Nous tenions à mettre en regard et en perspective la situation terrible à Gaza, qui se dégrade, décrite au jour le jour par Abu Amir, avec les répressions actives et acharnées contre les figures du mouvement de solidarité pour la Palestine dans toutes les couches de la société. Mais la réponse à cette situation se construit, s’élabore, se structure et fera date dans l’histoire : une nouvelle initiative est abordée et renseignée à la fin de cet article.

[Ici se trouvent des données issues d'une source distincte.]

//! Database connection and initialization.

use sea_orm::{ConnectionTrait, Database as SeaDatabase, DatabaseConnection, DbErr, Statement};
use sea_orm_migration::MigratorTrait;

pub mod migrations;

pub use migrations::Migrator;

/// Database wrapper for connection management
#[derive(Clone)]
pub struct Database {
    connection: DatabaseConnection,
}

impl Database {
    /// Initialize database connection and run migrations.
    pub async fn connect(database_url: &str) -> Result<Self, DbErr> {
        let connection = SeaDatabase::connect(database_url).await?;

        // Run pending migrations
        Migrator::up(&connection, None).await?;
        tracing::info!("Database connected and migrations applied");

        Ok(Self { connection })
    }

    /// Connect without running migrations (for CLI commands).
    pub async fn connect_without_migrations(database_url: &str) -> Result<Self, DbErr> {
        let connection = SeaDatabase::connect(database_url).await?;
        Ok(Self { connection })
    }

    /// Get a reference to the database connection.
    pub fn connection(&self) -> &DatabaseConnection {
        &self.connection
    }

    /// Get a clone of the database connection.
    pub fn get_connection(&self) -> DatabaseConnection {
        self.connection.clone()
    }

    /// Run pending migrations.
    pub async fn run_migrations(&self) -> Result<(), DbErr> {
        Migrator::up(&self.connection, None).await
    }

    /// Rollback the last migration.
    pub async fn rollback_migration(&self) -> Result<(), DbErr> {
        Migrator::down(&self.connection, Some(1)).await
    }

    /// Reset database and run all migrations fresh.
    pub async fn fresh_migrations(&self) -> Result<(), DbErr> {
        Migrator::fresh(&self.connection).await
    }

    /// Check database connectivity by executing a simple query.
    pub async fn ping(&self) -> Result<(), DbErr> {
        self.connection
            .execute(Statement::from_string(
                self.connection.get_database_backend(),
                "SELECT 1".to_string(),
            ))
            .await?;
        Ok(())
    }
}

Le 22 Juin Abu Amir écrit :

« La nuit à Gaza ne ressemble plus à la nuit, et les matinées n’ont plus cette signification simple avec laquelle les gens avaient l’habitude de commencer leurs journées. Ici, dans une ville accablée par la guerre et épuisée par des pertes accumulées, les habitants se réveillent chaque jour avec une seule question qui revient sans cesse : comment continuer un jour de plus ? Comment une famille qui a perdu sa maison, sa source de revenus et son sentiment de sécurité peut-elle poursuivre sa vie au milieu d’une telle somme de souffrances ?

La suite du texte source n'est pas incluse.